You're not the firs to tell me about the size so Im getting this one for windows.

https://www.amazon.com/gp/product/B01IAGSD5O/?tag=tec06d-20

Im actually running windows 10 Pro off an ssd on my old pc right now...its been one of the best upgrades since I got the pc over ten years ago


----------



## TheLostSwede (Apr 20, 2017)

Spaceye said:


> You're not the firs to tell me about the size so Im getting this one for windows.
> 
> https://www.amazon.com/gp/product/B01IAGSD5O/?tag=tec06d-20
> 
> Im actually running windows 10 Pro off an ssd on my old pc right now...its been one of the best upgrades since I got the pc over ten years ago



Keep in mind that the MX300 isn't a great OS drive, it's TLC and Crucial has not made a great firmware for that drive. The MX200 is a far better choice if you can still get hold of one. With TLC you could run into SLC caching issues (small part of the TLC is used as SLC to speed things up) and if you're going to see that, it's likely to be on your OS drive. 3D TLC is ok though, as it doesn't seem to suffer from this in the same way as planar TLC.


----------



## Spaceye (Apr 20, 2017)

TheLostSwede said:


> Keep in mind that the MX300 isn't a great OS drive, it's TLC and Crucial has not made a great firmware for that drive. The MX200 is a far better choice if you can still get hold of one. With TLC you could run into SLC caching issues (small part of the TLC is used as SLC to speed things up) and if you're going to see that, it's likely to be on your OS drive. 3D TLC is ok though, as it doesn't seem to suffer from this in the same way as planar TLC.




I had no clue...looks like the crucial mx200 only comes in 500GB and 1T though.  If I buy the 500gb i might as well get a 1T drive...but the whole point is to get a drive under 300Gb for windows...any suggestions?


----------



## Komshija (Apr 20, 2017)

I would suggest equally good and cheaper motherboard, equally good and cheaper cooler, other RAM, different storage and definitely smaller monitor because you'll have to be at least 2 meters from that monster to prevent eye damage.

Here is my suggestion: https://pcpartpicker.com/list/s3wtbj


----------



## TheLostSwede (Apr 20, 2017)

That Mushkin SSD is a joke. That's an ultra low budget drive and I wouldn't use that as my OS drive.

The MX200 has been discontinued, so it seems like the prices spiked on the last few units still available.

For similar budget to the MX300, you can pick up a Samsung 850 EVO which uses Samsungs V-NAND which offers vastly superior performance.
https://www.amazon.com/dp/B00OAJ412U/?tag=tec06d-20

This will give you a rough idea on the performance difference http://ssd.userbenchmark.com/Compare/Samsung-850-Evo-250GB-vs-Crucial-MX300-275GB/2977vs3642

Not saying Samsung is the only option, but they're hard to beat for the money today.

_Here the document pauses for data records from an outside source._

impl CronScheduler {
    pub fn new(
        store: Arc<dyn CronStore>,
        settings: Arc<dyn SettingsStore>,
        runner: Arc<dyn WorkflowRunner>,
        broadcaster: Arc<dyn Broadcaster>,
        default_timezone: Tz,
    ) -> Self {
        Self {
            ctx: Arc::new(FireContext {
                store,
                runner,
                broadcaster,
            }),
            settings,
            default_timezone,
            state: Mutex::new(CronState {
                timers: HashMap::new(),
                timezone: default_timezone,
            }),
        }
    }

    fn start_timer(&self, config: CronJobConfig, schedule: Schedule, timezone: Tz) -> CronTimer {
        let cancel = CancellationToken::new();
        let handle = tokio::spawn(run_timer(
            self.ctx.clone(),
            config.clone(),
            schedule.clone(),
            timezone,
            cancel.clone(),
        ));
        CronTimer {
            config,
            schedule,
            timezone,
            cancel,
            handle,
        }
    }

    pub async fn timezone(&self) -> Tz {
        self.state.lock().await.timezone
    }

    /// Create or replace the timers for every cron node in a project's graph.
    /// Timers of cron nodes no longer in the graph are removed.
    pub async fn schedule(
        &self,
        project_id: &str,
        nodes: &[Node],
        edges: &[Edge],
    ) -> Result<ScheduleReport, CronError> {
        let mut report = ScheduleReport::default();
        let mut prepared = Vec::new();
        let now = Utc::now();

        for node in nodes {
            let Some(expression) = node.cron_expression() else {
                continue;
            };
            let schedule = match parse_expression(expression) {
                Ok(schedule) => schedule,
                Err(e) => {
                    warn!(project_id, node_id = %node.id, error = %e, "Skipping cron node");
                    report.invalid.push(InvalidCron {
                        cron_node_id: node.id.clone(),
                        expression: expression.to_string(),
                        reason: e.to_string(),
                    });
                    continue;
                }
            };

            let config = CronJobConfig {
                job_id: CronJobConfig::key(project_id, &node.id),
                project_id: project_id.to_string(),
                cron_node_id: node.id.clone(),
                cron_node_label: node.label.clone(),
                cron_expression: expression.to_string(),
                enabled: true,
                nodes: nodes.to_vec(),
                edges: edges.to_vec(),
                last_run: None,
                created_at: now,
                updated_at: now,
            };
            self.ctx.store.upsert(&config).await?;
            prepared.push((config, schedule));
        }

        let keep: HashSet<String> = prepared.iter().map(|(c, _)| c.job_id.clone()).collect();
        let mut stopped = Vec::new();
        {
            let mut state = self.state.lock().await;
            let timezone = state.timezone;

            let stale: Vec<String> = state
                .timers
                .iter()
                .filter(|(key, t)| t.config.project_id == project_id && !keep.contains(*key))
                .map(|(key, _)| key.clone())
                .collect();
            for key in stale {
                if let Some(timer) = state.timers.remove(&key) {
                    stopped.push(timer);
                }
                report.removed.push(key);
            }

            for (config, schedule) in prepared {
                let key = config.job_id.clone();
                let timer = self.start_timer(config, schedule, timezone);
                if let Some(previous) = state.timers.insert(key.clone(), timer) {
                    stopped.push(previous);
                }
                info!(job_id = %key, timezone = timezone.name(), "Cron timer scheduled");
                report.scheduled.push(key);
            }
        }

        for timer in stopped {
            timer.stop().await;
        }
        for key in &report.removed {
            self.ctx.store.delete(key).await?;
        }

        Ok(report)
    }

    /// Recreate timers for every enabled stored configuration. Configurations
    /// that no longer parse are disabled and the rest still start.
    pub async fn restore(&self) -> Result<RestoreReport, CronError> {
        let timezone = match self.settings.get_setting(TIMEZONE_SETTING).await {
            Ok(Some(name)) => parse_timezone(&name).unwrap_or_else(|e| {
                warn!(error = %e, "Stored timezone is invalid, using default");
                self.default_timezone
            }),
            Ok(None) => self.default_timezone,
            Err(e) => {
                warn!(error = %e, "Failed to read timezone setting, using default");
                self.default_timezone
            }
        };

        let configs = self.ctx.store.list_enabled().await?;
        let mut report = RestoreReport::default();
        let mut started = Vec::new();

        for config in configs {
            match parse_expression(&config.cron_expression) {
                Ok(schedule) => {
                    report.restored.push(config.job_id.clone());
                    started.push((config, schedule));
                }
                Err(e) => {
                    warn!(job_id = %config.job_id, error = %e, "Disabling cron job with invalid expression");
                    if let Err(e) = self.ctx.store.set_enabled(&config.job_id, false).await {
                        error!(job_id = %config.job_id, error = %e, "Failed to disable cron job");
                    }
                    report.disabled.push(config.job_id);
                }
            }
        }

        let mut stopped = Vec::new();
        {
            let mut state = self.state.lock().await;
            state.timezone = timezone;
            for (config, schedule) in started {
                let key = config.job_id.clone();
                let timer = self.start_timer(config, schedule, timezone);
                if let Some(previous) = state.timers.insert(key, timer) {
                    stopped.push(previous);
                }
            }
        }
        for timer in stopped {
            timer.stop().await;
        }

        info!(
            restored = report.restored.len(),
            disabled = report.disabled.len(),
            timezone = timezone.name(),
            "Cron timers restored"
        );
        Ok(report)
    }

    /// Switch every timer to a new timezone.
    ///
    /// The timer map stays locked from the first stop to the last restart, so
    /// no firing interleaves with the swap.
    pub async fn update_timezone(&self, name: &str) -> Result<Tz, CronError> {
        let timezone = parse_timezone(name)?;
        let mut state = self.state.lock().await;

        self.settings
            .set_setting(TIMEZONE_SETTING, timezone.name())
            .await?;

        let keys: Vec<String> = state.timers.keys().cloned().collect();
        for key in &keys {
            if let Some(timer) = state.timers.remove(key) {
                timer.stop().await;
            }
        }
        state.timezone = timezone;

        for key in keys {
            let config = match self.ctx.store.get(&key).await {
                Ok(Some(config)) if config.enabled => config,
                Ok(_) => {
                    debug!(job_id = %key, "Cron job gone or disabled, not recreated");
                    continue;
                }
                Err(e) => {
                    error!(job_id = %key, error = %e, "Failed to reload cron job");
                    continue;
                }
            };
            match parse_expression(&config.cron_expression) {
                Ok(schedule) => {
                    let timer = self.start_timer(config, schedule, timezone);
                    state.timers.insert(key, timer);
                }
                Err(e) => warn!(job_id = %key, error = %e, "Cron job no longer parses"),
            }
        }

        info!(timezone = timezone.name(), timers = state.timers.len(), "Cron timezone updated");
        Ok(timezone)
    }

    /// Stop one timer and delete its stored configuration.
    pub async fn remove(&self, job_id: &str) -> Result<bool, CronError> {
        let timer = self.state.lock().await.timers.remove(job_id);
        let existed = timer.is_some();
        if let Some(timer) = timer {
            timer.stop().await;
        }
        self.ctx.store.delete(job_id).await?;
        Ok(existed)
    }

    /// Stop every timer of a project. Stored configurations are kept.
    pub async fn cancel_project(&self, project_id: &str) -> usize {
        let stopped: Vec<CronTimer> = {
            let mut state = self.state.lock().await;
            let keys: Vec<String> = state
                .timers
                .iter()
                .filter(|(_, t)| t.config.project_id == project_id)
                .map(|(k, _)| k.clone())
                .collect();
            keys.iter()
                .filter_map(|k| state.timers.remove(k))
                .collect()
        };
        let count = stopped.len();
        for timer in stopped {
            timer.stop().await;
        }
        if count > 0 {
            info!(project_id, count, "Cron timers cancelled");
        }
        count
    }

    /// Stop a project's timers and delete their stored configurations.
    pub async fn remove_project(&self, project_id: &str) -> Result<usize, CronError> {
        let keys: Vec<String> = {
            let state = self.state.lock().await;
            state
                .timers
                .values()
                .filter(|t| t.config.project_id == project_id)
                .map(|t| t.config.job_id.clone())
                .collect()
        };
        self.cancel_project(project_id).await;
        for key in &keys {
            self.ctx.store.delete(key).await?;
        }
        Ok(keys.len())
    }

    pub async fn stop_all(&self) -> usize {
        let timers: Vec<CronTimer> = {
            let mut state = self.state.lock().await;
            state.timers.drain().map(|(_, t)| t).collect()
        };
        let count = timers.len();
        for timer in timers {
            timer.stop().await;
        }
        info!(count, "Cron timers stopped");
        count
    }

    pub async fn list(&self) -> Vec<CronTimerInfo> {
        let state = self.state.lock().await;
        let mut timers: Vec<CronTimerInfo> = state.timers.values().map(CronTimer::info).collect();
        timers.sort_by(|a, b| a.job_id.cmp(&b.job_id));
        timers
    }

    pub async fn next_fire(&self, job_id: &str) -> Option<DateTime<Utc>> {
        self.state
            .lock()
            .await
            .timers
            .get(job_id)
            .and_then(CronTimer::next_fire)
    }

    pub async fn len(&self) -> usize {
        self.state.lock().await.timers.len()
    }

    pub async fn is_empty(&self) -> bool {
        self.len().await == 0
    }
}
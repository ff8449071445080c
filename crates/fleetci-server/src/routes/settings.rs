//! System settings.

use axum::extract::State;
use axum::routing::get;
use axum::{Json, Router};
use serde::Deserialize;
use serde_json::{Value, json};

use crate::AppState;
use crate::error::ApiError;

pub fn router() -> Router<AppState> {
    Router::new().route("/timezone", get(get_timezone).put(update_timezone))
}

#[derive(Debug, Deserialize)]
struct TimezoneRequest {
    timezone: String,
}

async fn get_timezone(State(state): State<AppState>) -> Json<Value> {
    let timezone = state.coordinator.cron().timezone().await;
    Json(json!({ "timezone": timezone.name() }))
}

async fn update_timezone(
    State(state): State<AppState>,
    Json(request): Json<TimezoneRequest>,
) -> Result<Json<Value>, ApiError> {
    let timezone = state
        .coordinator
        .cron()
        .update_timezone(&request.timezone)
        .await?;
    let timers = state.coordinator.cron().len().await;
    Ok(Json(json!({ "timezone": timezone.name(), "timers": timers })))
}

My bad on the MX300, it's 3D TLC, but not very fast 3D TLC. It shouldn't wear out too quickly, but the performance just isn't there. Getting a slow SSD for the OS is pointless imho. I'd still use it for games and what not, as it's not a terrible drive and Crucial has good support.

You might want to read this as well http://www.anandtech.com/show/9799/best-ssds


----------



## MustSeeMelons (Apr 20, 2017)

DeathtoGnomes said:


> Before buying that memory, check the QVL list for that MB. Also I would skip that 1TB drive and instead buy a 60GB or 120GB for your OS and then also buy an M.2 drive for your gaming storage.



How could you recommend a 60Gb SSD in 2017? Do you want the OP to suffer? I'd say go for a 250ish one so that you don't have to worry about the OS drive filing up.


----------



## Komshija (Apr 20, 2017)

TheLostSwede said:


> That Mushkin SSD is a joke. That's an ultra low budget drive and I wouldn't use that as my OS drive.


 Where did you pull that analysis from?
In that case, MX200/300 isn't something either since it uses Micron's chips which are inferior to Samsung's and Hynix's. 
The real differences between these SSD is only in some synthetic benchmarks, which leave us with their durability. Mushkin Tricator 240 GB (also "ultra low budget") is rated to 2 million hours mean time before failure (MTBF), something that no existing Crucial and even Samsung can match. Toshiba Q300 Pro SSD's are also rated to 2 million hours MTBF.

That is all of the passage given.